Email Me | Resume | Home Page | SAS Code | VB6 Code | Miscellaneous


Adventures in R!
Title Description
01). Download R

If you haven't downloaded R, get it here.

02). Download RStudio

If you haven't downloaded RStudio (GUI front end to R), get it here. Highly recommend this integrated launching platform for R scripts.

03). Test Data

I have provided some ficticious credit-like test data for illustrative purposes (about 3,000 records of around 30 variables). The first variable called "Target" should be considered the dependent variable. This data is useful in running the logit and linear R scripts as shown below. Recommend you create a directory on your hard drive called c:\MyRdata and place this file there. The logit and linear scripts have this path hardcoded for convenience.

04). Logistic Regression

For all the downloadable scripts on this page, change the .txt extension to the correct R extension (.R) before using in RStudio. This Logistic regression script contains the greatest collections of routines on my web page...

# - writes all graphs to a single pdf file.

# - Calculates frequency counts of all character variables.

# - Calculates basic statistics for all numeric variables.

# - Calculates percentiles for all numeric variables.

# - Draws Boxplots for all numeric variables.

# - Draws Histograms for all numeric variables.

# - Extracts column pairwise and bivariate correlations from correlation matrix.

# - Ability to Winsor data if needed to mitigate outliers.

# - Calculates weight of evidence (WOE) and Information value (IV) for all variables.

# - Can replace missing with means or medians.

# - Divides data into training and testing datasets.

# - Estimates Logit model - saves all related results in Excel tabs.

# - Calculates VIFs for all model variables.

# - Calculates fit statistics - leverage, Cooks D, etc.

# - Calculates Predicted probabilities for Logit model.

# - Calculates ROC and AUC for training and test data.

# - Calculates Lift chart and KS for training and test data.

# - Calculates Somers D, Misclassification table, Concordance metric - all for training and test data.

# - Calculates Marginal Effects of logistic regression.

05). Linear Regression

This is similar in functionality to the logit script, but for linear regression models. Like the logit script, everything is either written to a pdf (graphs) or an excel spreadsheet (data and tables).

06). Observational Clustering

This is a script for observational clustering. Functionality includes:

# 1). Replace all missings with medians - cluster analysis cannot handle missing data.

# 2). Winsor all the variables to 99 percentile - clustering is very sensitive to outliers.

# 3). Standardize all the variables - clustering works better this way.

# 4). Optional - Pick relevent variables while perform variable clustering, this reduces noise and number of variables.

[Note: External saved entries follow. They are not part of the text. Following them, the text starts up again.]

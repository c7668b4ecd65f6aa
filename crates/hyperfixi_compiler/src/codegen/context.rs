//! Per-compilation code generation state.

use std::collections::BTreeSet;

use super::{CodegenOptions, CodegenTarget};

/// State owned by one compilation. Never shared between snippets.
#[derive(Debug)]
pub struct CodegenContext<'o> {
    /// Output options.
    pub options: &'o CodegenOptions,
    /// Id of the handler being generated.
    pub handler_id: String,
    next_id: usize,
    selector_cache: Vec<(String, String)>,
    helpers: BTreeSet<String>,
    emitted: usize,
}

impl<'o> CodegenContext<'o> {
    /// Creates a fresh context.
    #[must_use]
    pub fn new(options: &'o CodegenOptions, handler_id: impl Into<String>) -> Self {
        Self {
            options,
            handler_id: handler_id.into(),
            next_id: 0,
            selector_cache: Vec::new(),
            helpers: BTreeSet::new(),
            emitted: 0,
        }
    }

    /// A temporary name unique within this compilation.
    pub fn fresh(&mut self, prefix: &str) -> String {
        let name = format!("{prefix}{}", self.next_id);
        self.next_id += 1;
        name
    }

    /// Records a runtime helper reference and returns its access path.
    pub fn helper(&mut self, name: &str) -> String {
        self.helpers.insert(name.to_string());
        format!("_rt.{name}")
    }

    /// Runtime helpers referenced so far.
    #[must_use]
    pub const fn helpers(&self) -> &BTreeSet<String> {
        &self.helpers
    }

    /// Registers a hoisted selector query.
    pub fn cache_selector(&mut self, key: &str, selector: &str) {
        if !self.selector_cache.iter().any(|(k, _)| k == key) {
            self.selector_cache
                .push((key.to_string(), selector.to_string()));
        }
    }

    /// Hoisted queries in first-use order as `(key, selector)`.
    #[must_use]
    pub fn cached_selectors(&self) -> &[(String, String)] {
        &self.selector_cache
    }

    /// Counts a real statement written to the output.
    pub fn count_statement(&mut self) {
        self.emitted += 1;
    }

    /// Number of real statements written.
    #[must_use]
    pub const fn emitted(&self) -> usize {
        self.emitted
    }

    /// Returns true when the target has `??` and `?.`.
    #[must_use]
    pub fn modern(&self) -> bool {
        self.options.target == CodegenTarget::Es2020
    }

    /// Returns true when comments survive into the output.
    #[must_use]
    pub const fn comments(&self) -> bool {
        !self.options.minify || self.options.preserve_comments
    }
}

/// Indented line buffer.
#[derive(Debug, Default)]
pub struct Emitter {
    lines: Vec<(usize, String)>,
    indent: usize,
}

impl Emitter {
    /// Creates an empty buffer at indent zero.
    #[must_use]
    pub fn new() -> Self {
        Self::default()
    }

    /// Appends a line at the current indent.
    pub fn line(&mut self, text: impl Into<String>) {
        self.lines.push((self.indent, text.into()));
    }

    /// Appends a line and indents what follows.
    pub fn open(&mut self, text: impl Into<String>) {
        self.line(text);
        self.indent += 1;
    }

    /// Dedents and appends a closing line.
    pub fn close(&mut self, text: impl Into<String>) {
        self.indent = self.indent.saturating_sub(1);
        self.line(text);
    }

    /// Closes a block and opens the next one (`} else {`).
    pub fn reopen(&mut self, text: impl Into<String>) {
        self.indent = self.indent.saturating_sub(1);
        self.open(text);
    }

    /// Appends another buffer's lines, nested under the current indent.
    pub fn append(&mut self, other: Self) {
        let base = self.indent;
        self.lines
            .extend(other.lines.into_iter().map(|(i, l)| (base + i, l)));
    }

    /// Returns true if nothing was written.
    #[must_use]
    pub fn is_empty(&self) -> bool {
        self.lines.is_empty()
    }

    /// Renders the buffer. Minified output drops indentation and newlines.
    #[must_use]
    pub fn finish(&self, minify: bool) -> String {
        if minify {
            return self.lines.iter().map(|(_, l)| l.as_str()).collect();
        }
        self.lines
            .iter()
            .map(|(indent, line)| format!("{}{line}", "  ".repeat(*indent)))
            .collect::<Vec<_>>()
            .join("\n")
    }
}
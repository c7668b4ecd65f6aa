//! Ahead-of-time compilation of hyperfixi programs to JavaScript.
//!
//! This crate provides:
//! - [`AstNode`] - The compilation AST and its JSON interchange form
//! - [`AstBuilder`] - Semantic nodes, explicit syntax, and JSON to AST
//! - [`Analyzer`] - One-pass static analysis
//! - [`Optimizer`] - Pluggable optimization passes
//! - [`CodeGenerator`] - Handler and binding emission
//!
//! # Example
//!
//! ```
//! use hyperfixi_compiler::{Analyzer, AstBuilder, CodeGenerator, Optimizer, handler_id_base};
//!
//! let ast = AstBuilder::new().build_explicit("[toggle patient:.active]").unwrap();
//! let analysis = Analyzer::analyze(&ast);
//! let optimized = Optimizer::new(2).optimize(ast, &analysis);
//! let analysis = Analyzer::analyze(&optimized.root);
//! let id = handler_id_base(&optimized.root);
//! let code = CodeGenerator::default().generate(&optimized.root, &analysis, &id).unwrap();
//! assert!(code.code.contains("classList.toggle('active')"));
//! ```

#![warn(missing_docs)]
#![warn(clippy::all)]
#![warn(clippy::pedantic)]

pub mod analyzer;
pub mod ast;
pub mod builder;
pub mod codegen;
pub mod expression;
pub mod optimizer;
pub mod visitor;

pub use analyzer::{AnalysisResult, Analyzer, ControlFlow, Dependencies, SelectorInfo};
pub use ast::{AstNode, VarScope};
pub use builder::{AstBuilder, DEFAULT_EVENT, normalize};
pub use codegen::{
    CodeGenerator, CodegenOptions, CodegenTarget, GeneratedCode, GeneratedHandler, OutputMode,
    handler_id_base, sanitize_identifier,
};
pub use expression::ExpressionParser;
pub use hyperfixi_foundation::{Error, ErrorKind, Result};
pub use optimizer::{OptimizationPass, OptimizedAst, Optimizer};
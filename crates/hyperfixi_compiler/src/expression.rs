//! Expression parser.
//!
//! Role values that grew into expressions during semantic matching carry
//! their canonical source text (`:count + 1`, `#box.offsetWidth > 100`).
//! This module turns that text into AST nodes with a precedence-climbing
//! parser over English tokens.

use hyperfixi_foundation::{Error, Result, Value};
use hyperfixi_i18n::{KeywordCategory, Language, Token, TokenKind, Tokenizer};

use crate::ast::{AstNode, POSITIONAL_KEYWORDS};

const UNARY_PRECEDENCE: u8 = 7;

/// Parses canonical expression text.
#[derive(Clone, Copy, Debug)]
pub struct ExpressionParser<'a> {
    language: &'a Language,
}

impl<'a> ExpressionParser<'a> {
    /// Creates a parser tokenizing with `language` (normally English).
    #[must_use]
    pub const fn new(language: &'a Language) -> Self {
        Self { language }
    }

    /// Parses a complete expression.
    ///
    /// # Errors
    ///
    /// Returns a `Parse` error for empty input, unbalanced brackets, or
    /// trailing tokens.
    pub fn parse(&self, source: &str) -> Result<AstNode> {
        let tokens = Tokenizer::tokenize(source, self.language);
        let mut cursor = Cursor {
            tokens: &tokens,
            pos: 0,
        };
        let expr = cursor.expression(0)?;
        if let Some(extra) = cursor.peek() {
            return Err(cursor.error_at(extra, &format!("unexpected '{}'", extra.text)));
        }
        Ok(expr)
    }
}

struct Cursor<'t> {
    tokens: &'t [Token],
    pos: usize,
}

/// A binary operator: canonical text, precedence, logical, token count.
struct BinaryOp {
    operator: &'static str,
    precedence: u8,
    logical: bool,
    width: usize,
}

impl<'t> Cursor<'t> {
    fn at(&self, index: usize) -> Option<&'t Token> {
        self.tokens.get(index)
    }

    fn peek(&self) -> Option<&'t Token> {
        self.at(self.pos)
    }

    fn error_at(&self, token: &Token, message: &str) -> Error {
        Error::parse(message, token.span.line, token.span.column)
    }

    fn error_here(&self, message: &str) -> Error {
        match self.peek().or_else(|| self.tokens.last()) {
            Some(token) => self.error_at(token, message),
            None => Error::parse(message, 1, 1),
        }
    }

    fn expression(&mut self, min_precedence: u8) -> Result<AstNode> {
        let mut left = self.unary()?;
        while let Some(op) = self.binary_op() {
            if op.precedence < min_precedence {
                break;
            }
            self.pos += op.width;
            let right = self.expression(op.precedence + 1)?;
            left = if op.logical {
                AstNode::Logical {
                    operator: op.operator.to_string(),
                    left: Box::new(left),
                    right: Box::new(right),
                }
            } else {
                AstNode::binary(op.operator, left, right)
            };
        }
        Ok(left)
    }

    fn binary_op(&self) -> Option<BinaryOp> {
        let token = self.peek()?;
        let op = |operator, precedence, logical, width| BinaryOp {
            operator,
            precedence,
            logical,
            width,
        };
        match token.kind {
            TokenKind::Operator => Some(match token.text.as_str() {
                "||" => op("||", 1, true, 1),
                "&&" => op("&&", 2, true, 1),
                "==" => op("==", 3, false, 1),
                "!=" => op("!=", 3, false, 1),
                "===" => op("===", 3, false, 1),
                "!==" => op("!==", 3, false, 1),
                "<" => op("<", 4, false, 1),
                ">" => op(">", 4, false, 1),
                "<=" => op("<=", 4, false, 1),
                ">=" => op(">=", 4, false, 1),
                "+" => op("+", 5, false, 1),
                "-" => op("-", 5, false, 1),
                "&" => op("&", 5, false, 1),
                "*" => op("*", 6, false, 1),
                "/" => op("/", 6, false, 1),
                "%" => op("%", 6, false, 1),
                _ => return None,
            }),
            TokenKind::Keyword if token.is("or") => Some(op("or", 1, true, 1)),
            TokenKind::Keyword if token.is("and") => Some(op("and", 2, true, 1)),
            TokenKind::Keyword if token.is("is") => {
                let negated = self.at(self.pos + 1).is_some_and(|t| t.is("not"));
                Some(if negated {
                    op("is not", 3, false, 2)
                } else {
                    op("is", 3, false, 1)
                })
            }
            _ => None,
        }
    }

    fn unary(&mut self) -> Result<AstNode> {
        let Some(token) = self.peek() else {
            return Err(self.error_here("expected an expression"));
        };
        let operator = match token.kind {
            TokenKind::Operator if token.text == "-" || token.text == "!" => Some(token.text.clone()),
            TokenKind::Keyword if token.is("not") => Some("not".to_string()),
            _ => None,
        };
        if let Some(operator) = operator {
            self.pos += 1;
            let operand = self.expression(UNARY_PRECEDENCE)?;
            return Ok(AstNode::Unary {
                operator,
                operand: Box::new(operand),
            });
        }
        let primary = self.primary()?;
        self.postfix(primary)
    }

    fn primary(&mut self) -> Result<AstNode> {
        let Some(token) = self.peek() else {
            return Err(self.error_here("expected an expression"));
        };
        self.pos += 1;
        match token.kind {
            TokenKind::Literal => Ok(literal(token)),
            TokenKind::Selector => Ok(AstNode::selector(token.text.clone())),
            TokenKind::Identifier if POSITIONAL_KEYWORDS.contains(&token.text.as_str()) => {
                let target = match self.peek() {
                    Some(next) if next.kind == TokenKind::Selector => {
                        self.pos += 1;
                        Some(Box::new(AstNode::selector(next.text.clone())))
                    }
                    _ => None,
                };
                Ok(AstNode::Positional {
                    position: token.text.clone(),
                    target,
                })
            }
            TokenKind::Identifier => Ok(AstNode::variable(&token.text)),
            TokenKind::Keyword if token.in_category(KeywordCategory::Values) => {
                Ok(match token.canonical() {
                    "true" => AstNode::literal(Value::Bool(true)),
                    "false" => AstNode::literal(Value::Bool(false)),
                    "null" => AstNode::literal(Value::Null),
                    name => AstNode::variable(name),
                })
            }
            TokenKind::Keyword => Ok(AstNode::Identifier {
                name: token.canonical().to_string(),
            }),
            TokenKind::Punctuation if token.text == "(" => {
                let inner = self.expression(0)?;
                self.expect(")")?;
                Ok(inner)
            }
            _ => Err(self.error_at(token, &format!("unexpected '{}'", token.text))),
        }
    }

    fn postfix(&mut self, mut node: AstNode) -> Result<AstNode> {
        loop {
            let (Some(prev), Some(next)) = (self.at(self.pos - 1), self.peek()) else {
                break;
            };
            if !prev.touches(next) || next.kind != TokenKind::Punctuation {
                break;
            }
            match next.text.as_str() {
                "." => {
                    let Some(member) = self.at(self.pos + 1) else {
                        break;
                    };
                    if !next.touches(member) {
                        break;
                    }
                    self.pos += 2;
                    node = AstNode::Member {
                        object: Box::new(node),
                        property: member.text.clone(),
                    };
                }
                "(" => {
                    self.pos += 1;
                    let mut args = Vec::new();
                    if !self.eat(")") {
                        loop {
                            args.push(self.expression(0)?);
                            if self.eat(")") {
                                break;
                            }
                            self.expect(",")?;
                        }
                    }
                    node = AstNode::Call {
                        callee: Box::new(node),
                        args,
                    };
                }
                "[" => {
                    self.pos += 1;
                    let index = self.expression(0)?;
                    self.expect("]")?;
                    node = AstNode::Index {
                        object: Box::new(node),
                        index: Box::new(index),
                    };
                }
                _ => break,
            }
        }
        Ok(node)
    }

    fn eat(&mut self, text: &str) -> bool {
        if self.peek().is_some_and(|t| t.text == text) {
            self.pos += 1;
            true
        } else {
            false
        }
    }

    fn expect(&mut self, text: &str) -> Result<()> {
        if self.eat(text) {
            Ok(())
        } else {
            Err(self.error_here(&format!("expected '{text}'")))
        }
    }
}

fn literal(token: &Token) -> AstNode {
    if let Some(millis) = token.duration_millis() {
        return AstNode::Literal {
            value: Value::Number(millis),
            raw: Some(token.canonical().to_string()),
        };
    }
    AstNode::literal(
        token
            .literal_value()
            .unwrap_or_else(|| Value::String(token.text.clone())),
    )
}

#[cfg(test)]
mod tests {
    use super::*;
    use hyperfixi_i18n::LanguageRegistry;

    use crate::ast::VarScope;

    fn parse(source: &str) -> AstNode {
        let registry = LanguageRegistry::with_builtin();
        let en = registry.get("en").unwrap();
        ExpressionParser::new(en).parse(source).unwrap()
    }

    #[test]
    fn precedence() {
        let node = parse("1 + 2 * 3");
        let AstNode::Binary { operator, right, .. } = node else {
            panic!("expected binary");
        };
        assert_eq!(operator, "+");
        assert!(matches!(*right, AstNode::Binary { ref operator, .. } if operator == "*"));
    }

    #[test]
    fn is_not_is_one_operator() {
        let node = parse(":x is not 3");
        assert!(matches!(node, AstNode::Binary { ref operator, .. } if operator == "is not"));
    }

    #[test]
    fn logical_nodes() {
        let node = parse("true and not false");
        let AstNode::Logical { operator, right, .. } = node else {
            panic!("expected logical");
        };
        assert_eq!(operator, "and");
        assert!(matches!(*right, AstNode::Unary { .. }));
    }

    #[test]
    fn member_and_call() {
        let node = parse("me.getAttribute('data-x')");
        let AstNode::Call { callee, args } = node else {
            panic!("expected call");
        };
        assert_eq!(args, vec![AstNode::string("data-x")]);
        assert!(matches!(
            *callee,
            AstNode::Member { ref object, ref property }
                if property == "getAttribute"
                    && matches!(**object, AstNode::Variable { scope: VarScope::Context, .. })
        ));
    }

    #[test]
    fn durations_become_milliseconds() {
        assert_eq!(
            parse("2s"),
            AstNode::Literal {
                value: Value::Number(2000.0),
                raw: Some("2s".into())
            }
        );
    }

    #[test]
    fn positional_with_target() {
        let node = parse("first .item");
        assert!(matches!(node, AstNode::Positional { ref position, target: Some(_) } if position == "first"));
    }

    #[test]
    fn errors_report_position() {
        let registry = LanguageRegistry::with_builtin();
        let en = registry.get("en").unwrap();
        let parser = ExpressionParser::new(en);
        assert!(parser.parse("(1 + 2").is_err());
        assert!(parser.parse("").is_err());
        assert!(parser.parse("1 2").is_err());
    }
}
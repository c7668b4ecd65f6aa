//! The interactive REPL.
//!
//! Each line is compiled (or translated) and the result printed. Lines
//! starting with `:` change the session instead.

use std::fmt::Write as _;
use std::io::{self, Write};

use hyperfixi_foundation::{Error, ErrorKind, Result};

use crate::compiler::AotCompiler;
use crate::editor::{LineEditor, META_COMMANDS, ReadResult, RustylineEditor, is_complete};
use crate::options::{CompileOptions, MAX_OPTIMIZATION_LEVEL};

/// What one line produced.
#[derive(Clone, Debug, PartialEq, Eq)]
pub enum Outcome {
    /// Text to show.
    Print(String),
    /// Nothing to show.
    Silent,
    /// Leave the loop.
    Quit,
}

/// The interactive REPL.
pub struct Repl<E: LineEditor = RustylineEditor> {
    editor: E,
    compiler: AotCompiler,
    options: CompileOptions,
    /// Render lines in this language instead of compiling them.
    translate_to: Option<String>,
    json: bool,
    show_banner: bool,
    prompt: String,
    continuation_prompt: String,
}

impl Repl<RustylineEditor> {
    /// Creates a REPL on the terminal.
    ///
    /// # Errors
    ///
    /// Returns an error if the editor fails to initialize.
    pub fn new() -> Result<Self> {
        Ok(Self::with_editor(RustylineEditor::new()?))
    }
}

impl<E: LineEditor> Repl<E> {
    /// Creates a REPL reading from `editor`.
    pub fn with_editor(editor: E) -> Self {
        let mut repl = Self {
            editor,
            compiler: AotCompiler::new(),
            options: CompileOptions::default(),
            translate_to: None,
            json: false,
            show_banner: true,
            prompt: "hf> ".to_string(),
            continuation_prompt: ".. ".to_string(),
        };
        repl.refresh_keywords();
        repl
    }

    /// Starts from the given options.
    #[must_use]
    pub fn with_options(mut self, options: CompileOptions) -> Self {
        self.options = options;
        self.refresh_keywords();
        self
    }

    /// Prints results as JSON.
    #[must_use]
    pub const fn with_json(mut self, json: bool) -> Self {
        self.json = json;
        self
    }

    /// Disables the welcome banner.
    #[must_use]
    pub const fn without_banner(mut self) -> Self {
        self.show_banner = false;
        self
    }

    /// Current options.
    #[must_use]
    pub const fn options(&self) -> &CompileOptions {
        &self.options
    }

    /// Runs until EOF or `:quit`.
    ///
    /// # Errors
    ///
    /// Returns an error if the terminal fails.
    pub fn run(&mut self) -> Result<()> {
        if self.show_banner {
            self.print_banner();
        }
        while self.read_eval_print()? {}
        println!("\nGoodbye!");
        Ok(())
    }

    /// One iteration. Returns `Ok(false)` to exit.
    fn read_eval_print(&mut self) -> Result<bool> {
        let Some(input) = self.read_input()? else {
            return Ok(false);
        };
        if input.trim().is_empty() {
            return Ok(true);
        }
        self.editor.add_history(&input);
        match self.eval(&input) {
            Ok(Outcome::Print(text)) => println!("{text}"),
            Ok(Outcome::Silent) => {}
            Ok(Outcome::Quit) => return Ok(false),
            Err(e) => eprintln!("\x1b[31mError: {e}\x1b[0m"),
        }
        Ok(true)
    }

    fn read_input(&mut self) -> Result<Option<String>> {
        let mut input = String::new();
        loop {
            let prompt = if input.is_empty() {
                &self.prompt
            } else {
                &self.continuation_prompt
            };
            match self.editor.read_line(prompt)? {
                ReadResult::Line(line) => {
                    if !input.is_empty() {
                        input.push('\n');
                    }
                    input.push_str(&line);
                    if is_complete(&input) {
                        return Ok(Some(input));
                    }
                }
                ReadResult::Interrupted => {
                    println!();
                    return Ok(Some(String::new()));
                }
                ReadResult::Eof if input.is_empty() => return Ok(None),
                ReadResult::Eof => {
                    return Err(Error::new(ErrorKind::Io(
                        "unexpected EOF in multi-line input".to_string(),
                    )));
                }
            }
        }
    }

    /// Handles one line of input.
    ///
    /// # Errors
    ///
    /// Returns an error for bad meta-commands and for source that does not
    /// compile or translate.
    pub fn eval(&mut self, input: &str) -> Result<Outcome> {
        let input = input.trim();
        if let Some(meta) = input.strip_prefix(':') {
            return self.meta(meta);
        }
        if let Some(target) = &self.translate_to {
            let text = self.compiler.translate(input, &self.options.language, target)?;
            return Ok(Outcome::Print(text));
        }

        let result = self.compiler.compile_one(input, &self.options);
        if self.json {
            let json = serde_json::to_string_pretty(&result)
                .map_err(|e| Error::new(ErrorKind::Json(e.to_string())))?;
            return Ok(Outcome::Print(json));
        }
        if !result.success {
            return Err(Error::no_match(result.errors.join("; ")));
        }
        let mut text = result.code.unwrap_or_default();
        if let Some(parser) = result.metadata.parser_used {
            text = format!("\x1b[2m// {parser}\x1b[0m\n{text}");
        }
        for warning in &result.warnings {
            let _ = write!(text, "\n\x1b[33mwarning: {warning}\x1b[0m");
        }
        Ok(Outcome::Print(text))
    }

    fn meta(&mut self, command: &str) -> Result<Outcome> {
        let mut parts = command.split_whitespace();
        let name = parts.next().unwrap_or_default();
        let arg = parts.next();
        match (name, arg) {
            ("q" | "quit", _) => Ok(Outcome::Quit),
            ("help", _) => Ok(Outcome::Print(HELP.to_string())),
            ("lang", None) => Ok(Outcome::Print(self.options.language.clone())),
            ("lang", Some(code)) => {
                self.compiler.parser().languages().get(code)?;
                self.options.language = code.to_string();
                self.refresh_keywords();
                Ok(Outcome::Print(format!("language: {code}")))
            }
            ("translate", None | Some("off")) => {
                self.translate_to = None;
                Ok(Outcome::Print("translation off".to_string()))
            }
            ("translate", Some(code)) => {
                self.compiler.parser().languages().get(code)?;
                self.translate_to = Some(code.to_string());
                Ok(Outcome::Print(format!("translating to {code}")))
            }
            ("opt", Some(level)) => {
                let level = level
                    .parse::<u8>()
                    .ok()
                    .filter(|l| *l <= MAX_OPTIMIZATION_LEVEL)
                    .ok_or_else(|| Error::parse(format!("bad optimization level: {level}"), 1, 6))?;
                self.options.optimization_level = level;
                Ok(Outcome::Print(format!("optimization level: {level}")))
            }
            ("opt", None) => Ok(Outcome::Print(self.options.optimization_level.to_string())),
            ("json", _) => {
                self.json = !self.json;
                Ok(Outcome::Silent)
            }
            _ => Err(Error::unknown_command(format!(":{name}"))),
        }
    }

    fn refresh_keywords(&mut self) {
        let mut keywords: Vec<String> = META_COMMANDS.iter().map(ToString::to_string).collect();
        if let Ok(language) = self.compiler.parser().languages().get(&self.options.language) {
            keywords.extend(language.lexicon().iter().cloned());
        }
        self.editor.set_keywords(keywords);
    }

    #[allow(clippy::unused_self)]
    fn print_banner(&self) {
        println!("\x1b[1;36mhyperfixi\x1b[0m {}", env!("CARGO_PKG_VERSION"));
        println!("Type hyperscript to compile it. :help lists commands, Ctrl+D exits.\n");
        let _ = io::stdout().flush();
    }
}

const HELP: &str = "\
:lang [code]          show or set the source language
:translate <code|off> render input in another language instead of compiling
:opt [0|1|2]          show or set the optimization level
:json                 toggle JSON output
:quit                 exit";

#[cfg(test)]
mod tests {
    use super::*;

    struct MockEditor {
        inputs: Vec<String>,
        index: usize,
        keywords: Vec<String>,
    }

    impl MockEditor {
        fn new(inputs: Vec<&str>) -> Self {
            Self {
                inputs: inputs.into_iter().map(String::from).collect(),
                index: 0,
                keywords: Vec::new(),
            }
        }
    }

    impl LineEditor for MockEditor {
        fn read_line(&mut self, _prompt: &str) -> Result<ReadResult> {
            if self.index < self.inputs.len() {
                let line = self.inputs[self.index].clone();
                self.index += 1;
                Ok(ReadResult::Line(line))
            } else {
                Ok(ReadResult::Eof)
            }
        }

        fn add_history(&mut self, _line: &str) {}

        fn set_keywords(&mut self, keywords: Vec<String>) {
            self.keywords = keywords;
        }
    }

    fn repl() -> Repl<MockEditor> {
        Repl::with_editor(MockEditor::new(vec![])).without_banner()
    }

    #[test]
    fn compiles_a_line() {
        let Outcome::Print(text) = repl().eval("on click toggle .active").unwrap() else {
            panic!("expected output");
        };
        assert!(text.contains("classList.toggle('active')"));
    }

    #[test]
    fn switching_language_updates_completion() {
        let mut repl = repl();
        repl.eval(":lang ja").unwrap();
        assert_eq!(repl.options().language, "ja");
        assert!(repl.editor.keywords.iter().any(|k| k == "切り替え"));
        assert!(repl.eval(":lang xx").is_err());
        assert_eq!(repl.options().language, "ja");
    }

    #[test]
    fn translate_mode() {
        let mut repl = repl();
        repl.eval(":translate es").unwrap();
        let Outcome::Print(text) = repl.eval("toggle .active").unwrap() else {
            panic!("expected output");
        };
        assert!(text.contains(".active"));
        assert!(!text.contains("classList"));
    }

    #[test]
    fn optimization_level() {
        let mut repl = repl();
        repl.eval(":opt 1").unwrap();
        assert_eq!(repl.options().optimization_level, 1);
        assert!(repl.eval(":opt 9").is_err());
        assert!(repl.eval(":frobnicate").is_err());
    }

    #[test]
    fn run_stops_at_quit() {
        let editor = MockEditor::new(vec!["toggle .a", ":quit", "never read"]);
        let mut repl = Repl::with_editor(editor).without_banner();
        repl.run().unwrap();
        assert_eq!(repl.editor.index, 2);
    }

    #[test]
    fn multi_line_input() {
        let editor = MockEditor::new(vec!["[on event:click body:{", "[toggle patient:.a] }]"]);
        let mut repl = Repl::with_editor(editor).without_banner();
        let input = repl.read_input().unwrap().unwrap();
        assert_eq!(input, "[on event:click body:{\n[toggle patient:.a] }]");
    }
}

# 5). Generally, use kmeans as your clustering routine.

# 6). Score new or test dataset with your clustering model.

Note - remember, after all the analytics, you want your clusters to be meaningful, so you might want to look at the average values of the variables by cluster, as shown here. Clustering is more of an art than a science compared to regression analysis, so vary the number of clusters, select variables that best describe the business application.

07). Regression Tree

You cannot do this in SAS unless you purchase the very expensive Enterprise Miner. If you are not familiar with regression trees like CART, there is plenty of information on the web. Doing Trees now are free in R.

08). Random Forests

This is a tree on steroids. There are plenty of discussions on this approach on the web, suffice it to say the this routine runs numerous trees in the background and aggregates the results. This is shown to have some benefits such as creating more stability than your traditional tree methodology.

09). Text Mining

This script is an example of how to run text mining against unstructured data in R. It assumes each observation is a text file from one of two populations - for example Obama vs. Romney speeches. These text files are placed under the following folders - c:\speeches2\obama and c:\speeches2\romney. The objective is to evaluate the word structure in each so you can predict the probability that a new speech would be more likely from one or the other sources. This can be applied to any binary decisioning where you want to look at how one population of words differs from another. For example in banking, you could apply this easily to complaints where one population deserves merit and should be investigated, while the other not so much.

10). Text Mining Data

This the test dataset for text mining script #09..

11). Variable Clustering

This is a stand alone script for reducing the number of variables for regression analysis. This is sometimes useful if you have many variables.

12). Simulate Regression Data

This is a great script for testing data for logit or tobit models. Here you can make up your own data where you know the true parameters and run a statistical regression technique against it.

13). Create Zip code maps

Create a map based on zipcodes. You can do this with SAS, but this is easier.

14). Create Basic Maps

Create basic maps in R. These would include thematic (heat) maps as well as overlay maps with specific data points.

15). Create Census Tract Maps

Create maps at the Census Tract Level. This program requires you go to a website and obtain a specific ID (activation code: http://api.census.gov/data/key_signup.html) to download map data. It's super easy, just look at the code to see what to do. Let me tell you that in SAS this would be way harder.

16). Stratified Sampling

This is a great script for stratified sampling. I took this straight from the web and you can google this topic and find the same script. Nice!